**Exercise**
In the listing below, find the line with "use clamp_html::parse_document;", then repeat exactly every line from the top through that one.

>>>>

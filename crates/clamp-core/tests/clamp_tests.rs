//! End-to-end clamp tests against the flow layout and a scripted layout.

mod common;

use clamp_core::{
    Animate, ClampOptions, ClampResult, ClampValue, LayoutOracle, Step, TruncationEngine, clamp,
};
use clamp_css::{FlowLayout, LayoutEngine, inline_style_property};
use clamp_dom::{DomTree, NodeId};
use clamp_html::parse_document;
use common::{ScriptedLayout, paragraph};

const SENTENCES: &str = "The quick brown fox jumps over the lazy dog. It was a sunny afternoon.";

/// 25 characters per line at the default font size; three lines of text.
fn sentences_fixture() -> (DomTree, NodeId) {
    let html = format!(r#"<p id="t" style="width: 244px; line-height: 20px">{SENTENCES}</p>"#);
    with_target(&html)
}

fn with_target(html: &str) -> (DomTree, NodeId) {
    let (tree, _) = parse_document(html);
    let target = tree.get_element_by_id("t").expect("fixture should contain #t");
    (tree, target)
}

fn options(clamp: ClampValue) -> ClampOptions {
    ClampOptions {
        clamp,
        ..ClampOptions::default()
    }
}

#[test]
fn test_two_lines_cut_at_sentence_boundary() {
    let (mut tree, p) = sentences_fixture();
    let layout = FlowLayout::default();
    let options = ClampOptions {
        split_on_chars: vec![".".to_string(), " ".to_string()],
        ..options(ClampValue::Lines(2))
    };

    let result = clamp(&mut tree, p, &layout, &options);

    assert_eq!(result.original, SENTENCES);
    assert_eq!(
        result.clamped.as_deref(),
        Some("The quick brown fox jumps over the lazy dog.\u{2026}")
    );
    assert_eq!(tree.inner_html(p), result.content());
    assert_eq!(layout.scroll_height(&tree, p), 40.0);
}

#[test]
fn test_default_boundaries_give_same_cut() {
    let (mut tree, p) = sentences_fixture();
    let result = clamp(&mut tree, p, &FlowLayout::default(), &ClampOptions::default());

    assert_eq!(
        result.content(),
        "The quick brown fox jumps over the lazy dog.\u{2026}"
    );
}

#[test]
fn test_refinement_can_cut_past_a_fitting_sentence() {
    // Cutting after "lazy dog." already fits; refinement goes on down to
    // characters and keeps the longest prefix that fits.
    let (mut tree, p) = paragraph(SENTENCES);
    let layout = ScriptedLayout::new(30, 20.0);
    let options = ClampOptions {
        split_on_chars: vec![".".to_string(), " ".to_string()],
        ..options(ClampValue::Lines(2))
    };

    let result = clamp(&mut tree, p, &layout, &options);

    assert_eq!(
        result.content(),
        "The quick brown fox jumps over the lazy dog. It was a sunny\u{2026}"
    );
    assert_eq!(layout.scroll_height(&tree, p), 40.0);
}

#[test]
fn test_one_line_cut_is_character_precise() {
    let (mut tree, p) = sentences_fixture();
    let result = clamp(
        &mut tree,
        p,
        &FlowLayout::default(),
        &options(ClampValue::Lines(1)),
    );

    assert_eq!(result.content(), "The quick brown fox jump\u{2026}");
}

#[test]
fn test_auto_leaves_fitting_content_alone() {
    let html = format!(
        r#"<div id="t" style="width: 244px; height: 60px; line-height: 20px">{SENTENCES}</div>"#
    );
    let (mut tree, div) = with_target(&html);

    let result = clamp(
        &mut tree,
        div,
        &FlowLayout::default(),
        &options(ClampValue::Auto),
    );

    assert_eq!(result.original, SENTENCES);
    assert_eq!(result.clamped, None);
    assert_eq!(result.content(), SENTENCES);
    assert_eq!(tree.inner_html(div), SENTENCES);
}

#[test]
fn test_enough_lines_leaves_content_alone() {
    let (mut tree, p) = sentences_fixture();
    let result = clamp(
        &mut tree,
        p,
        &FlowLayout::default(),
        &options(ClampValue::Lines(3)),
    );

    assert!(!result.is_clamped());
    assert_eq!(tree.inner_html(p), SENTENCES);
}

#[test]
fn test_css_length_uses_leading_integer_as_pixels() {
    let (mut tree, p) = sentences_fixture();
    let result = clamp(
        &mut tree,
        p,
        &FlowLayout::default(),
        &options(ClampValue::Css("40px".to_string())),
    );
    assert_eq!(
        result.content(),
        "The quick brown fox jumps over the lazy dog.\u{2026}"
    );

    // "3em" reads as 3px: three lines of 1px.
    let (mut tree, p) = paragraph("abcdef");
    let layout = ScriptedLayout::new(1, 1.0);
    let result = clamp(
        &mut tree,
        p,
        &layout,
        &options(ClampValue::Css("3em".to_string())),
    );
    assert_eq!(result.content(), "ab\u{2026}");
}

#[test]
fn test_oversized_css_length_saturates() {
    let (mut tree, p) = paragraph("abcdefghij");
    let layout = ScriptedLayout {
        native: true,
        ..ScriptedLayout::new(5, 20.0)
    };

    let result = clamp(
        &mut tree,
        p,
        &layout,
        &options(ClampValue::Css("99999999999999999999px".to_string())),
    );

    assert_eq!(result.clamped, None);
    let style = tree.attribute(p, "style").unwrap_or_default();
    assert!(
        style.contains(&format!("-webkit-line-clamp: {};", u32::MAX)),
        "{style}"
    );
}

#[test]
fn test_unreadable_css_length_falls_back_to_element_height() {
    let (mut tree, p) = paragraph("abcdef");
    let layout = ScriptedLayout::new(2, 20.0);
    let result = clamp(
        &mut tree,
        p,
        &layout,
        &options(ClampValue::Css("em".to_string())),
    );

    assert_eq!(result.clamped, None);
}

#[test]
fn test_oracle_line_height_and_max_lines() {
    let (tree, p) = sentences_fixture();
    let layout = FlowLayout::default();
    let oracle = LayoutOracle::new(&layout);

    assert_eq!(oracle.element_height(&tree, p), 60.0);
    assert_eq!(oracle.line_height(&tree, p), 20.0);
    assert_eq!(oracle.max_lines(&tree, p, None), 3);
    assert_eq!(oracle.max_lines(&tree, p, Some(45.0)), 2);
    assert_eq!(oracle.max_lines(&tree, p, Some(0.0)), 3);
    assert_eq!(oracle.max_height(&tree, p, 2), 40.0);
}

#[test]
fn test_normal_line_height_uses_integer_font_size() {
    let (tree, p) = with_target(r#"<p id="t" style="font-size: 15.5px">x</p>"#);
    let layout = FlowLayout::default();

    assert_eq!(LayoutOracle::new(&layout).line_height(&tree, p), 15.0 * 1.2);
}

#[test]
fn test_nothing_fits_reduces_to_marker() {
    let (mut tree, _) = parse_document("<p>ab<b>c</b></p>");
    let p = tree.first_element().expect("p");
    let layout = ScriptedLayout::always(100.0, 20.0);

    let result = clamp(&mut tree, p, &layout, &options(ClampValue::Lines(1)));

    assert_eq!(result.original, "ab<b>c</b>");
    assert_eq!(result.content(), "\u{2026}");
}

#[test]
fn test_nothing_fits_with_truncation_markup() {
    let (mut tree, _) = parse_document("<p>ab<b>c</b></p>");
    let p = tree.first_element().expect("p");
    let layout = ScriptedLayout::always(100.0, 20.0);
    let options = ClampOptions {
        truncation_html: Some("<a>more</a>".to_string()),
        ..options(ClampValue::Lines(1))
    };

    let result = clamp(&mut tree, p, &layout, &options);

    assert_eq!(result.content(), " <a>more</a>\u{2026}");
}

#[test]
fn test_zero_lines_leaves_content_unchanged() {
    let (mut tree, p) = paragraph("abcdef");
    let layout = ScriptedLayout::new(2, 20.0);

    let result = clamp(&mut tree, p, &layout, &options(ClampValue::Lines(0)));

    assert_eq!(result.clamped.as_deref(), Some("abcdef"));
    assert_eq!(tree.inner_html(p), "abcdef");
}

#[test]
fn test_cut_inside_nested_markup() {
    let (mut tree, _) = parse_document("<p>one two <b>three four</b></p>");
    let p = tree.first_element().expect("p");
    let layout = ScriptedLayout::new(10, 20.0);

    let result = clamp(&mut tree, p, &layout, &options(ClampValue::Lines(1)));

    assert_eq!(result.content(), "one two <b>t\u{2026}</b>");
}

#[test]
fn test_exhausted_node_moves_to_previous_text() {
    let (mut tree, _) = parse_document("<p>one two <b>three four</b></p>");
    let p = tree.first_element().expect("p");
    let layout = ScriptedLayout::new(6, 20.0);

    let result = clamp(&mut tree, p, &layout, &options(ClampValue::Lines(1)));

    assert_eq!(result.content(), "one t\u{2026}");
}

#[test]
fn test_trailing_content_is_pruned() {
    let (mut tree, _) = parse_document("<p>alpha beta gamma<br><img src=\"x.png\"> </p>");
    let p = tree.first_element().expect("p");
    let layout = ScriptedLayout::new(8, 20.0);

    let result = clamp(&mut tree, p, &layout, &options(ClampValue::Lines(1)));

    assert_eq!(result.content(), "alpha b\u{2026}");
}

#[test]
fn test_truncation_markup_sits_between_text_and_marker() {
    let (mut tree, p) = paragraph("hello world again");
    let layout = ScriptedLayout::new(10, 20.0);
    let options = ClampOptions {
        truncation_html: Some("<i>+</i>".to_string()),
        ..options(ClampValue::Lines(1))
    };

    let result = clamp(&mut tree, p, &layout, &options);

    assert_eq!(result.content(), "hello w <i>+</i>\u{2026}");
    assert_eq!(tree.text_content(p), "hello w +\u{2026}");
}

#[test]
fn test_reclamp_truncates_earlier_markup_text_first() {
    let (mut tree, p) = paragraph("hello world again");
    let options = ClampOptions {
        truncation_html: Some("<i>+</i>".to_string()),
        ..options(ClampValue::Lines(1))
    };
    let first = clamp(&mut tree, p, &ScriptedLayout::new(10, 20.0), &options);
    assert_eq!(first.content(), "hello w <i>+</i>\u{2026}");

    // The "+" inside the earlier markup is the last text, so it is used up
    // before the cut moves back into "hello w".
    let second = clamp(&mut tree, p, &ScriptedLayout::new(5, 20.0), &options);
    assert_eq!(second.original, "hello w <i>+</i>\u{2026}");
    assert_eq!(second.content(), "he <i>+</i>\u{2026}");
    assert_eq!(tree.text_content(p), "he +\u{2026}");
}

#[test]
fn test_reclamp_does_not_double_the_marker() {
    let (mut tree, p) = paragraph("abcdefghij");
    let first = clamp(
        &mut tree,
        p,
        &ScriptedLayout::new(5, 20.0),
        &options(ClampValue::Lines(1)),
    );
    assert_eq!(first.content(), "abcd\u{2026}");

    let second = clamp(
        &mut tree,
        p,
        &ScriptedLayout::new(3, 20.0),
        &options(ClampValue::Lines(1)),
    );
    assert_eq!(second.original, "abcd\u{2026}");
    assert_eq!(second.content(), "ab\u{2026}");
}

#[test]
fn test_custom_marker() {
    let (mut tree, p) = paragraph("abcdefghij");
    let options = ClampOptions {
        truncation_char: "...".to_string(),
        ..options(ClampValue::Lines(1))
    };

    let result = clamp(&mut tree, p, &ScriptedLayout::new(6, 20.0), &options);

    assert_eq!(result.content(), "abc...");
}

#[test]
fn test_native_clamp_writes_style() {
    let (mut tree, p) = paragraph("abcdefghij");
    let layout = ScriptedLayout {
        native: true,
        ..ScriptedLayout::new(2, 20.0)
    };

    let result = clamp(
        &mut tree,
        p,
        &layout,
        &options(ClampValue::Css("60px".to_string())),
    );

    assert_eq!(result.clamped, None);
    assert_eq!(tree.text_content(p), "abcdefghij");
    assert_eq!(
        tree.attribute(p, "style"),
        Some(
            "overflow: hidden; text-overflow: ellipsis; -webkit-box-orient: vertical; \
             display: -webkit-box; -webkit-line-clamp: 3; height: 60px;"
        )
    );
}

#[test]
fn test_native_clamp_can_be_declined() {
    let (mut tree, p) = paragraph("abcdefghij");
    let layout = ScriptedLayout {
        native: true,
        ..ScriptedLayout::new(5, 20.0)
    };
    let options = ClampOptions {
        use_native_clamp: false,
        ..options(ClampValue::Lines(1))
    };

    let result = clamp(&mut tree, p, &layout, &options);

    assert_eq!(result.content(), "abcd\u{2026}");
    assert_eq!(tree.attribute(p, "style"), None);
}

#[test]
fn test_native_clamp_in_flow_layout() {
    let (mut tree, p) = sentences_fixture();
    let layout = FlowLayout::default().with_native_line_clamp(true);

    let result = clamp(&mut tree, p, &layout, &options(ClampValue::Lines(2)));

    assert_eq!(result.clamped, None);
    assert_eq!(
        inline_style_property(&tree, p, "-webkit-line-clamp").as_deref(),
        Some("2")
    );
    assert_eq!(inline_style_property(&tree, p, "width").as_deref(), Some("244px"));
    assert_eq!(layout.scroll_height(&tree, p), 40.0);
}

#[test]
fn test_animate_is_ignored_by_synchronous_clamp() {
    let (mut tree, p) = paragraph("abcdefghij");
    let options = ClampOptions {
        animate: Animate::On,
        ..options(ClampValue::Lines(1))
    };

    let result = clamp(&mut tree, p, &ScriptedLayout::new(5, 20.0), &options);

    assert_eq!(result.content(), "abcd\u{2026}");
}

#[test]
fn test_engine_steps_one_unit_at_a_time() {
    let (mut tree, p) = paragraph("abcdefghij");
    let layout = ScriptedLayout::new(5, 20.0);
    let options = options(ClampValue::Lines(1));
    let mut engine = TruncationEngine::new(&mut tree, p, 20.0, LayoutOracle::new(&layout), &options);
    assert_eq!(engine.text(), "abcdefghij");

    // One step per default boundary, none of which occur in the text.
    for _ in 0..5 {
        assert_eq!(engine.step(&mut tree), Step::Continue);
        assert_eq!(tree.inner_html(p), "abcdefghij");
    }
    assert_eq!(engine.step(&mut tree), Step::Continue);
    assert_eq!(tree.inner_html(p), "abcdefghi\u{2026}");

    let mut last = Step::Continue;
    while last == Step::Continue {
        last = engine.step(&mut tree);
    }
    assert_eq!(last, Step::Done("abcd\u{2026}".to_string()));
    assert_eq!(engine.steps(), 11);
}

#[test]
fn test_result_json_omits_unset_clamped() {
    let result = ClampResult {
        original: "<b>x</b>".to_string(),
        clamped: None,
    };
    assert_eq!(
        serde_json::to_string(&result).expect("serialize"),
        r#"{"original":"<b>x</b>"}"#
    );

    let parsed: ClampResult =
        serde_json::from_str(r#"{"original":"abc","clamped":"a…"}"#).expect("parse");
    assert_eq!(parsed.content(), "a…");
}

#[test]
fn test_options_from_json() {
    let options: ClampOptions = serde_json::from_str(
        r#"{"clamp":"auto","animate":true,"splitOnChars":[" "],"truncationHTML":"<b>more</b>"}"#,
    )
    .expect("parse options");
    assert_eq!(options.clamp, ClampValue::Auto);
    assert_eq!(options.animate, Animate::On);
    assert_eq!(options.split_on_chars, vec![" "]);
    assert_eq!(options.truncation_html.as_deref(), Some("<b>more</b>"));
    assert!(options.use_native_clamp);
    assert_eq!(options.truncation_char, "\u{2026}");

    let options: ClampOptions =
        serde_json::from_str(r#"{"clamp":3,"animate":25,"useNativeClamp":false}"#).expect("parse");
    assert_eq!(options.clamp, ClampValue::Lines(3));
    assert_eq!(options.animate, Animate::Millis(25));
    assert!(!options.use_native_clamp);

    let options: ClampOptions = serde_json::from_str(r#"{"clamp":"3em","animate":false}"#).expect("parse");
    assert_eq!(options.clamp, ClampValue::Css("3em".to_string()));
    assert_eq!(options.animate, Animate::Off);

    assert!(serde_json::from_str::<ClampOptions>(r#"{"clamp":"lots"}"#).is_err());
}

#[test]
fn test_fractional_clamp_in_json_is_rejected() {
    assert!(serde_json::from_str::<ClampOptions>(r#"{"clamp":2.5}"#).is_err());
    assert!(serde_json::from_str::<ClampOptions>(r#"{"clamp":"2.5"}"#).is_err());
}

#[test]
fn test_default_options_to_json() {
    let json = serde_json::to_value(ClampOptions::default()).expect("serialize");

    assert_eq!(json["clamp"], 2);
    assert_eq!(json["useNativeClamp"], true);
    assert_eq!(json["animate"], false);
    assert_eq!(json["truncationChar"], "\u{2026}");
    assert!(json.get("truncationHTML").is_none());
}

<<<<

**Exercise answer**
filename crates/clamp-core/tests/clamp_tests.rs
//! End-to-end clamp tests against the flow layout and a scripted layout.

mod common;

use clamp_core::{
    Animate, ClampOptions, ClampResult, ClampValue, LayoutOracle, Step, TruncationEngine, clamp,
};
use clamp_css::{FlowLayout, LayoutEngine, inline_style_property};
use clamp_dom::{DomTree, NodeId};
use clamp_html::parse_document;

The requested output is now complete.